June 14, 2016
By James A. Larson program co-chair, SpeechTEK 2021
Forward Thinking

In a Mobile World, Voice and Graphical User Interfaces Need to Blend

Until a few years ago, graphical user interfaces (GUIs) and voice user interfaces (VUIs) occupied separate universes. GUIs were what you experienced on your desktop or laptop; your encounters with VUIs were likely limited to your cable company’s automated assistance. Now, with the ubiquity of smartphones, wearables, and other mobile devices with screens (some of them small), designers are faced with creating user interfaces that merge GUIs and VUIs into multimodal user interfaces (MMUIs).

But integrating components of GUIs and VUIs into an MMUI that is easy to learn and use is not a simple undertaking. For one thing, the following human limits greatly affect how GUI components should be integrated into MMUIs:

People have limited memory capacity. According to the so-called Miller’s Law (which some have contested, but we’ll use it here), people can generally hold between five and nine items in their short-term memories. Data displayed on screens extends this memory constraint. It is easier for many users to read and select options displayed on a screen than it is to remember and speak or type the options. To-do lists, appointments, and frequently used tools and applications can be positioned and displayed in specific locations on a screen.

People also have limited capacity for symbolic manipulation. Most output data should be displayed on a screen so users can examine, browse, and, most importantly, manipulate the data. People edit text, draw pictures, read documents, and perform spreadsheet-like calculations on displayed data. While some gifted people can manipulate complex mathematical equations entirely in their heads, most users find it easier to compute mathematical formulas displayed on a screen.

As for VUI components, an even greater range of human limits and tendencies influence their MMUI integration:

People respond to audio warnings. While blinking and jiggling text attracts the attention of users looking at a screen, audio attracts the attention of users looking anywhere. This suggests that error and warning messages should also be presented as audio, so users quickly perceive the problem.

When engaged in eye-intensive activities like driving, people can be distracted by GUI displays. Drivers’ eyes should focus on the road without switching to attention-grabbing displays. To avoid this kind of distraction, VUIs are preferred over GUIs.

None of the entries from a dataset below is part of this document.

//! Event dispatcher
//!
//! Sends relay frames to one, some, or all sessions and turns every failed
//! delivery into a departure that is announced to the remaining sessions.

use crate::connection::{Connection, ConnectionId, Delivery, SessionRegistry};
use crate::protocol::{CodecError, ServerMessage};
use bytes::Bytes;
use std::collections::VecDeque;
use std::sync::Arc;

/// Routes encoded frames through the session registry
#[derive(Debug, Clone)]
pub struct EventDispatcher {
    /// Session registry for sending frames
    registry: Arc<SessionRegistry>,
}

impl EventDispatcher {
    /// Create a new event dispatcher
    pub fn new(registry: Arc<SessionRegistry>) -> Self {
        Self { registry }
    }

    /// Encode a relay message and send it to every session except `exclude`
    ///
    /// Returns the number of sessions that received it.
    pub async fn to_all(
        &self,
        message: &ServerMessage,
        exclude: Option<ConnectionId>,
    ) -> Result<usize, CodecError> {
        let frame = message.encode()?;
        Ok(self.to_all_frame(frame, exclude).await)
    }

    /// Send an already encoded frame to every session except `exclude`
    pub async fn to_all_frame(&self, frame: Bytes, exclude: Option<ConnectionId>) -> usize {
        let delivery = self.registry.broadcast(&frame, exclude).await;
        self.finish(delivery).await
    }

    /// Send a frame to the first session registered as `username`
    ///
    /// Returns `false` if nobody by that name is connected or the send failed.
    pub async fn to_user(&self, username: &str, frame: Bytes) -> bool {
        let Some(connection) = self.registry.lookup_by_username(username) else {
            tracing::debug!(recipient = %username, "Recipient not connected, frame dropped");
            return false;
        };

        self.to_connection(&connection, frame).await
    }

    /// Send a frame to one specific session
    pub async fn to_connection(&self, connection: &Arc<Connection>, frame: Bytes) -> bool {
        let delivery = self.registry.unicast(connection, frame).await;
        self.finish(delivery).await == 1
    }

    /// Send the current username list to every session
    pub async fn users_list(&self) -> Result<usize, CodecError> {
        let message = ServerMessage::UsersList {
            users: self.registry.all_usernames(),
        };
        self.to_all(&message, None).await
    }

    /// Send a file listing to every session
    pub async fn files_list(&self, files: Vec<String>) -> Result<usize, CodecError> {
        self.to_all(&ServerMessage::FilesList { files }, None).await
    }

    /// Announce a session that has already been removed from the registry
    pub async fn depart(&self, connection: Arc<Connection>) {
        self.settle(vec![connection]).await;
    }

    async fn finish(&self, delivery: Delivery) -> usize {
        let delivered = delivery.delivered;
        if !delivery.departed.is_empty() {
            self.settle(delivery.departed).await;
        }
        delivered
    }

    /// Announce departures until no announcement causes another one
    ///
    /// Each departure sends the refreshed username list first, then the
    /// leave notice. Recipients dropped while announcing join the queue.
    async fn settle(&self, departed: Vec<Arc<Connection>>) {
        let mut pending: VecDeque<_> = departed.into();

        while let Some(connection) = pending.pop_front() {
            tracing::info!(
                connection_id = %connection.id(),
                username = %connection.username(),
                "User left"
            );

            let announcements = [
                ServerMessage::UsersList {
                    users: self.registry.all_usernames(),
                },
                ServerMessage::left(connection.username()),
            ];

            for message in announcements {
                match message.encode() {
                    Ok(frame) => {
                        let delivery = self.registry.broadcast(&frame, None).await;
                        pending.extend(delivery.departed);
                    }
                    Err(e) => {
                        tracing::error!(error = %e, "Failed to encode departure announcement");
                    }
                }
            }
        }
    }
}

People have difficulty performing multiple tasks at the same time. During tasks that require motion, which can include a variety of physical activities, many users find it difficult to select objects from a screen, either by pointing with their fingers or using a mouse. So when users are active and moving, VUIs are more convenient than GUIs.

People have difficulty reading small fonts. Wearables such as smart watches and rings have limited screen space or no screen space at all. VUIs are obviously the practical solution for these devices.

The right balance between GUI and VUI components may change depending on the device (desktop, tablet, mobile, wearable, car), application (entertainment, business productivity apps), or surrounding environment (work, home, car) people find themselves using or occupying. Users should be able to switch easily between GUI and VUI components as they shift among these different circumstances.

MMUI developers need very specific guidelines—preferably ones based on empirical evidence—to assist them in designing and implementing such interfaces. VUI guidelines can be found by visiting the Association of Voice Interaction Design’s Web site or by checking out How to Build a Speech Recognition Application: Second Edition: A Style Guide for Telephony Dialogues by David P. Morgan and Bruce Balentine. Many device vendors list GUI guidelines specific to their devices.

Such guidelines should explain which VUI and GUI components are necessary or useful for a range of situations, and they should be based on well-known principles of human perception and systematic usability testing. And for developers, the overarching goal should be to create MMUIs that are easy to learn—and easy (and safe) to use.

James A. Larson, Ph.D., is an independent speech technology consultant and teaches courses in speech technologies and user interfaces at Portland State University in Oregon.